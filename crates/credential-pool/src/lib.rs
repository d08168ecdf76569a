//! Per-credential rate limiting and credential selection
//!
//! Each upstream credential carries two token buckets (requests per minute
//! and tokens per minute) plus an in-flight counter. Admission of a request
//! consumes one RPM token and reserves the estimated TPM cost; the
//! reservation is reconciled against the actual usage once the response
//! terminates.
//!
//! Selection within a provider scans the eligible credentials (both buckets
//! can admit the estimated cost) and picks by policy: explicit priorities
//! first, smooth weighted round-robin among weighted peers of equal
//! priority, otherwise least in-flight.

pub mod bucket;
pub mod credential;
pub mod error;
pub mod pool;

pub use bucket::TokenBucket;
pub use credential::{CachedToken, CredentialMaterial, CredentialRecord};
pub use error::{Error, Result};
pub use pool::{CredentialPool, CredentialUsage};
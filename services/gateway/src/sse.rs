//! SSE forwarding with signature sniffing
//!
//! The scanner watches the event stream line by line while forwarding it.
//! Bytes pass through verbatim — the forwarded stream is a byte-exact
//! prefix of the upstream stream — with one exception: a `signature_delta`
//! is rewritten inline when the backend's model group differs from the
//! client-facing one and a signature for the client group is cached.
//!
//! While forwarding it also collects what the bookkeeping needs: the
//! thinking text and signature of each thinking block (cached on the
//! block's completion event), the usage figures from `message_start` and
//! `message_delta`, and whether `message_stop` was observed. Nothing is
//! buffered for reordering and nothing is fabricated: if the upstream
//! truncates, the output simply stops.

use std::collections::HashMap;
use std::sync::Arc;

use bytes::{Bytes, BytesMut};
use provider::model_group;
use serde_json::Value;

use crate::signature::{text_hash, SignatureCache};

#[derive(Debug, Default)]
struct ThinkingBlock {
    text: String,
    signature: Option<String>,
}

/// Line-oriented scanner over an SSE stream.
pub struct SseScanner {
    cache: Arc<SignatureCache>,
    client_group: String,
    backend_group: Option<String>,
    pending: BytesMut,
    current_event: String,
    blocks: HashMap<u64, ThinkingBlock>,
    input_tokens: u64,
    output_tokens: u64,
    saw_message_stop: bool,
}

impl SseScanner {
    pub fn new(cache: Arc<SignatureCache>, client_model: &str) -> Self {
        Self {
            cache,
            client_group: model_group(client_model).to_string(),
            backend_group: None,
            pending: BytesMut::new(),
            current_event: String::new(),
            blocks: HashMap::new(),
            input_tokens: 0,
            output_tokens: 0,
            saw_message_stop: false,
        }
    }

    /// Total reported usage so far (input + output tokens).
    pub fn usage_tokens(&self) -> u64 {
        self.input_tokens + self.output_tokens
    }

    /// Whether the canonical terminator has been observed.
    pub fn complete(&self) -> bool {
        self.saw_message_stop
    }

    /// Process a chunk: complete lines are inspected and emitted, a
    /// trailing partial line is held until the next chunk.
    pub fn feed(&mut self, chunk: &[u8]) -> Bytes {
        self.pending.extend_from_slice(chunk);
        let mut out = BytesMut::new();

        while let Some(newline) = self.pending.iter().position(|&b| b == b'\n') {
            let line = self.pending.split_to(newline + 1);
            match self.process_line(&line[..line.len() - 1]) {
                Some(replacement) => {
                    out.extend_from_slice(replacement.as_bytes());
                    out.extend_from_slice(b"\n");
                }
                None => out.extend_from_slice(&line),
            }
        }
        out.freeze()
    }

    /// Flush whatever partial line remains once the upstream closes.
    pub fn finish(&mut self) -> Bytes {
        self.pending.split().freeze()
    }

    /// Inspect one line (without its trailing newline). Returns a
    /// replacement line when a signature rewrite applies, None to forward
    /// the original bytes untouched.
    fn process_line(&mut self, line: &[u8]) -> Option<String> {
        let text = std::str::from_utf8(line).ok()?;
        let text = text.strip_suffix('\r').unwrap_or(text);

        if let Some(event) = text.strip_prefix("event:") {
            self.current_event = event.trim().to_string();
            return None;
        }
        let data = text.strip_prefix("data:")?.trim_start();
        let json: Value = serde_json::from_str(data).ok()?;

        match self.current_event.as_str() {
            "message_start" => {
                if let Some(model) = json["message"]["model"].as_str() {
                    self.backend_group = Some(model_group(model).to_string());
                }
                if let Some(input) = json["message"]["usage"]["input_tokens"].as_u64() {
                    self.input_tokens = input;
                }
                None
            }
            "content_block_start" => {
                if json["content_block"]["type"].as_str() == Some("thinking")
                    && let Some(index) = json["index"].as_u64()
                {
                    self.blocks.insert(index, ThinkingBlock::default());
                }
                None
            }
            "content_block_delta" => self.handle_delta(json),
            "content_block_stop" => {
                if let Some(index) = json["index"].as_u64()
                    && let Some(block) = self.blocks.remove(&index)
                    && let Some(signature) = block.signature
                    && !block.text.is_empty()
                {
                    let group = self
                        .backend_group
                        .clone()
                        .unwrap_or_else(|| self.client_group.clone());
                    self.cache
                        .insert(&group, &text_hash(&block.text), signature);
                }
                None
            }
            "message_delta" => {
                if let Some(output) = json["usage"]["output_tokens"].as_u64() {
                    self.output_tokens = output;
                }
                if let Some(input) = json["usage"]["input_tokens"].as_u64() {
                    self.input_tokens = input;
                }
                None
            }
            "message_stop" => {
                self.saw_message_stop = true;
                None
            }
            _ => None,
        }
    }

    fn handle_delta(&mut self, mut json: Value) -> Option<String> {
        let index = json["index"].as_u64()?;
        match json["delta"]["type"].as_str() {
            Some("thinking_delta") => {
                if let Some(text) = json["delta"]["thinking"].as_str()
                    && let Some(block) = self.blocks.get_mut(&index)
                {
                    block.text.push_str(text);
                }
                None
            }
            Some("signature_delta") => {
                let signature = json["delta"]["signature"].as_str()?.to_string();
                let block = self.blocks.get_mut(&index)?;
                block.signature = Some(signature);

                // Cross-group response: substitute the signature that is
                // valid for the client-facing group, when one is cached.
                let cross_group = self
                    .backend_group
                    .as_deref()
                    .is_some_and(|g| g != self.client_group);
                if !cross_group {
                    return None;
                }
                let cached = self
                    .cache
                    .get(&self.client_group, &text_hash(&block.text))?;
                json["delta"]["signature"] = Value::String(cached);
                Some(format!("data: {json}"))
            }
            _ => None,
        }
    }
}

- - - - - - -

The task
Copy down the material above exactly as it is.

Written response
filename crates/credential-pool/src/lib.rs
repository d08168ecdf76569a
//! Per-credential rate limiting and credential selection
//!
//! Each upstream credential carries two token buckets (requests per minute
//! and tokens per minute) plus an in-flight counter. Admission of a request
//! consumes one RPM token and reserves the estimated TPM cost; the
//! reservation is reconciled against the actual usage once the response
//! terminates.
//!
//! Selection within a provider scans the eligible credentials (both buckets
//! can admit the estimated cost) and picks by policy: explicit priorities
//! first, smooth weighted round-robin among weighted peers of equal
//! priority, otherwise least in-flight.

pub mod bucket;
pub mod credential;
pub mod error;
pub mod pool;

pub use bucket::TokenBucket;
pub use credential::{CachedToken, CredentialMaterial, CredentialRecord};
pub use error::{Error, Result};
pub use pool::{CredentialPool, CredentialUsage};
filename services/gateway/src/sse.rs
//! SSE forwarding with signature sniffing
//!
//! The scanner watches the event stream line by line while forwarding it.
//! Bytes pass through verbatim — the forwarded stream is a byte-exact
//! prefix of the upstream stream — with one exception: a `signature_delta`
//! is rewritten inline when the backend's model group differs from the
//! client-facing one and a signature for the client group is cached.
//!
//! While forwarding it also collects what the bookkeeping needs: the
//! thinking text and signature of each thinking block (cached on the
//! block's completion event), the usage figures from `message_start` and
//! `message_delta`, and whether `message_stop` was observed. Nothing is
//! buffered for reordering and nothing is fabricated: if the upstream
//! truncates, the output simply stops.

use std::collections::HashMap;
use std::sync::Arc;

use bytes::{Bytes, BytesMut};
use provider::model_group;
use serde_json::Value;

use crate::signature::{text_hash, SignatureCache};

#[derive(Debug, Default)]
struct ThinkingBlock {
    text: String,
    signature: Option<String>,
}

/// Line-oriented scanner over an SSE stream.
pub struct SseScanner {
    cache: Arc<SignatureCache>,
    client_group: String,
    backend_group: Option<String>,
    pending: BytesMut,
    current_event: String,
    blocks: HashMap<u64, ThinkingBlock>,
    input_tokens: u64,
    output_tokens: u64,
    saw_message_stop: bool,
}

impl SseScanner {
    pub fn new(cache: Arc<SignatureCache>, client_model: &str) -> Self {
        Self {
            cache,
            client_group: model_group(client_model).to_string(),
            backend_group: None,
            pending: BytesMut::new(),
            current_event: String::new(),
            blocks: HashMap::new(),
            input_tokens: 0,
            output_tokens: 0,
            saw_message_stop: false,
        }
    }

    /// Total reported usage so far (input + output tokens).
    pub fn usage_tokens(&self) -> u64 {
        self.input_tokens + self.output_tokens
    }

    /// Whether the canonical terminator has been observed.
    pub fn complete(&self) -> bool {
        self.saw_message_stop
    }

    /// Process a chunk: complete lines are inspected and emitted, a
    /// trailing partial line is held until the next chunk.
    pub fn feed(&mut self, chunk: &[u8]) -> Bytes {
        self.pending.extend_from_slice(chunk);
        let mut out = BytesMut::new();

        while let Some(newline) = self.pending.iter().position(|&b| b == b'\n') {
            let line = self.pending.split_to(newline + 1);
            match self.process_line(&line[..line.len() - 1]) {
                Some(replacement) => {
                    out.extend_from_slice(replacement.as_bytes());
                    out.extend_from_slice(b"\n");
                }
                None => out.extend_from_slice(&line),
            }
        }
        out.freeze()
    }

    /// Flush whatever partial line remains once the upstream closes.
    pub fn finish(&mut self) -> Bytes {
        self.pending.split().freeze()
    }

    /// Inspect one line (without its trailing newline). Returns a
    /// replacement line when a signature rewrite applies, None to forward
    /// the original bytes untouched.
    fn process_line(&mut self, line: &[u8]) -> Option<String> {
        let text = std::str::from_utf8(line).ok()?;
        let text = text.strip_suffix('\r').unwrap_or(text);

        if let Some(event) = text.strip_prefix("event:") {
            self.current_event = event.trim().to_string();
            return None;
        }
        let data = text.strip_prefix("data:")?.trim_start();
        let json: Value = serde_json::from_str(data).ok()?;

        match self.current_event.as_str() {
            "message_start" => {
                if let Some(model) = json["message"]["model"].as_str() {
                    self.backend_group = Some(model_group(model).to_string());
                }
                if let Some(input) = json["message"]["usage"]["input_tokens"].as_u64() {
                    self.input_tokens = input;
                }
                None
            }
            "content_block_start" => {
                if json["content_block"]["type"].as_str() == Some("thinking")
                    && let Some(index) = json["index"].as_u64()
                {
                    self.blocks.insert(index, ThinkingBlock::default());
                }
                None
            }
            "content_block_delta" => self.handle_delta(json),
            "content_block_stop" => {
                if let Some(index) = json["index"].as_u64()
                    && let Some(block) = self.blocks.remove(&index)
                    && let Some(signature) = block.signature
                    && !block.text.is_empty()
                {
                    let group = self
                        .backend_group
                        .clone()
                        .unwrap_or_else(|| self.client_group.clone());
                    self.cache
                        .insert(&group, &text_hash(&block.text), signature);
                }
                None
            }
            "message_delta" => {
                if let Some(output) = json["usage"]["output_tokens"].as_u64() {
                    self.output_tokens = output;
                }
                if let Some(input) = json["usage"]["input_tokens"].as_u64() {
                    self.input_tokens = input;
                }
                None
            }
            "message_stop" => {
                self.saw_message_stop = true;
                None
            }
            _ => None,
        }
    }

    fn handle_delta(&mut self, mut json: Value) -> Option<String> {
        let index = json["index"].as_u64()?;
        match json["delta"]["type"].as_str() {
            Some("thinking_delta") => {
                if let Some(text) = json["delta"]["thinking"].as_str()
                    && let Some(block) = self.blocks.get_mut(&index)
                {
                    block.text.push_str(text);
                }
                None
            }
            Some("signature_delta") => {
                let signature = json["delta"]["signature"].as_str()?.to_string();
                let block = self.blocks.get_mut(&index)?;
                block.signature = Some(signature);

                // Cross-group response: substitute the signature that is
                // valid for the client-facing group, when one is cached.
                let cross_group = self
                    .backend_group
                    .as_deref()
                    .is_some_and(|g| g != self.client_group);
                if !cross_group {
                    return None;
                }
                let cached = self
                    .cache
                    .get(&self.client_group, &text_hash(&block.text))?;
                json["delta"]["signature"] = Value::String(cached);
                Some(format!("data: {json}"))
            }
            _ => None,
        }
    }
}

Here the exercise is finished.